# Dataset

+ + + +

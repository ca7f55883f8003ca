// envkit: Typed access to environment variables
//
// SPDX-FileCopyrightText: 2026 Romeo Ahmed
// SPDX-License-Identifier: GPL-3.0-or-later

//! Options fixed when an environment is constructed.
//!
//! ```text
//! blankify ──yes──> Blank (Entry with "")
//!    │no
//! noneify  ──yes──> Null  (None)
//!    │no
//!    └────────────> Raise (KeyNotFound)
//! ```

use bon::Builder;
use serde::{Deserialize, Serialize};

/// Whether names are compared case-sensitively unless configured otherwise.
pub const DEFAULT_CASE_SENSITIVE: bool = !cfg!(windows);

/// What a lookup of a missing variable produces.
#[derive(Debug, Clone, Copy, PartialEq, Eq)]
pub enum MissPolicy {
    /// An entry with an empty value.
    Blank,
    /// `None`.
    Null,
    /// [`EnvError::KeyNotFound`](crate::error::EnvError::KeyNotFound).
    Raise,
}

/// Environment options.
///
/// `blankify` and `noneify` may both be set; `blankify` takes precedence.
#[derive(Debug, Clone, Copy, PartialEq, Eq, Serialize, Deserialize, Builder)]
#[serde(default, deny_unknown_fields)]
pub struct Options {
    #[builder(setters(name = with_blankify), default = false)]
    blankify: bool,
    #[builder(setters(name = with_noneify), default = true)]
    noneify: bool,
    #[builder(setters(name = with_writable), default = false)]
    writable: bool,
    #[builder(setters(name = with_case_sensitive), default = DEFAULT_CASE_SENSITIVE)]
    case_sensitive: bool,
}

impl Default for Options {
    fn default() -> Self {
        Self::builder().build()
    }
}

impl Options {
    #[must_use]
    pub const fn blankify(&self) -> bool {
        self.blankify
    }

    #[must_use]
    pub const fn noneify(&self) -> bool {
        self.noneify
    }

    #[must_use]
    pub const fn writable(&self) -> bool {
        self.writable
    }

    #[must_use]
    pub const fn readonly(&self) -> bool {
        !self.writable
    }

    #[must_use]
    pub const fn case_sensitive(&self) -> bool {
        self.case_sensitive
    }

    /// The active miss policy: blankify first, else noneify, else raise.
    #[must_use]
    pub const fn miss_policy(&self) -> MissPolicy {
        if self.blankify {
            MissPolicy::Blank
        } else if self.noneify {
            MissPolicy::Null
        } else {
            MissPolicy::Raise
        }
    }
}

+ + + +

With "setters" as the string to match, show every line of the entries above that has it.

# Exercise solution
    #[builder(setters(name = with_blankify), default = false)]
    #[builder(setters(name = with_noneify), default = true)]
    #[builder(setters(name = with_writable), default = false)]
    #[builder(setters(name = with_case_sensitive), default = DEFAULT_CASE_SENSITIVE)]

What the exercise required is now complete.